> **WHAT TO DO**: Nothing but an exact repetition of the listing should be returned.

*** Block opens ***

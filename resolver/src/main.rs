#![warn(
    unused_extern_crates,
    missing_debug_implementations,
    missing_copy_implementations,
    rust_2018_idioms,
    clippy::cast_possible_truncation,
    clippy::cast_sign_loss,
    clippy::fallible_impl_from,
    clippy::cast_precision_loss,
    clippy::cast_possible_wrap,
    clippy::dbg_macro
)]
#![cfg_attr(not(test), warn(clippy::unwrap_used))]
#![forbid(unsafe_code)]

mod command;
mod config;
mod fs;
mod trace;

use crate::{
    command::{dump_config, simulate, Command, Options},
    config::{read_config, Settings},
    fs::default_config_path,
};
use anyhow::{Context, Result};

#[tokio::main]
async fn main() -> Result<()> {
    let options = Options::from_args();

    let file = read_config(&options.config_file, default_config_path)?;
    let settings = Settings::from_config_file_and_defaults(file)
        .context("could not initialize configuration")?;

    if let Command::DumpConfig = options.cmd {
        dump_config(settings)?;
        std::process::exit(0);
    }

    trace::init_tracing(settings.logging.level)?;

    match options.cmd {
        Command::Simulate => simulate(settings).await?,
        Command::DumpConfig => unreachable!(),
    };

    Ok(())
}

*** Block closes ***

> **SOLUTION FOR THIS EXERCISE**:
filename resolver/src/main.rs
#![warn(
    unused_extern_crates,
    missing_debug_implementations,
    missing_copy_implementations,
    rust_2018_idioms,
    clippy::cast_possible_truncation,
    clippy::cast_sign_loss,
    clippy::fallible_impl_from,
    clippy::cast_precision_loss,
    clippy::cast_possible_wrap,
    clippy::dbg_macro
)]
#![cfg_attr(not(test), warn(clippy::unwrap_used))]
#![forbid(unsafe_code)]

mod command;
mod config;
mod fs;
mod trace;

use crate::{
    command::{dump_config, simulate, Command, Options},
    config::{read_config, Settings},
    fs::default_config_path,
};
use anyhow::{Context, Result};

#[tokio::main]
async fn main() -> Result<()> {
    let options = Options::from_args();

    let file = read_config(&options.config_file, default_config_path)?;
    let settings = Settings::from_config_file_and_defaults(file)
        .context("could not initialize configuration")?;

    if let Command::DumpConfig = options.cmd {
        dump_config(settings)?;
        std::process::exit(0);
    }

    trace::init_tracing(settings.logging.level)?;

    match options.cmd {
        Command::Simulate => simulate(settings).await?,
        Command::DumpConfig => unreachable!(),
    };

    Ok(())
}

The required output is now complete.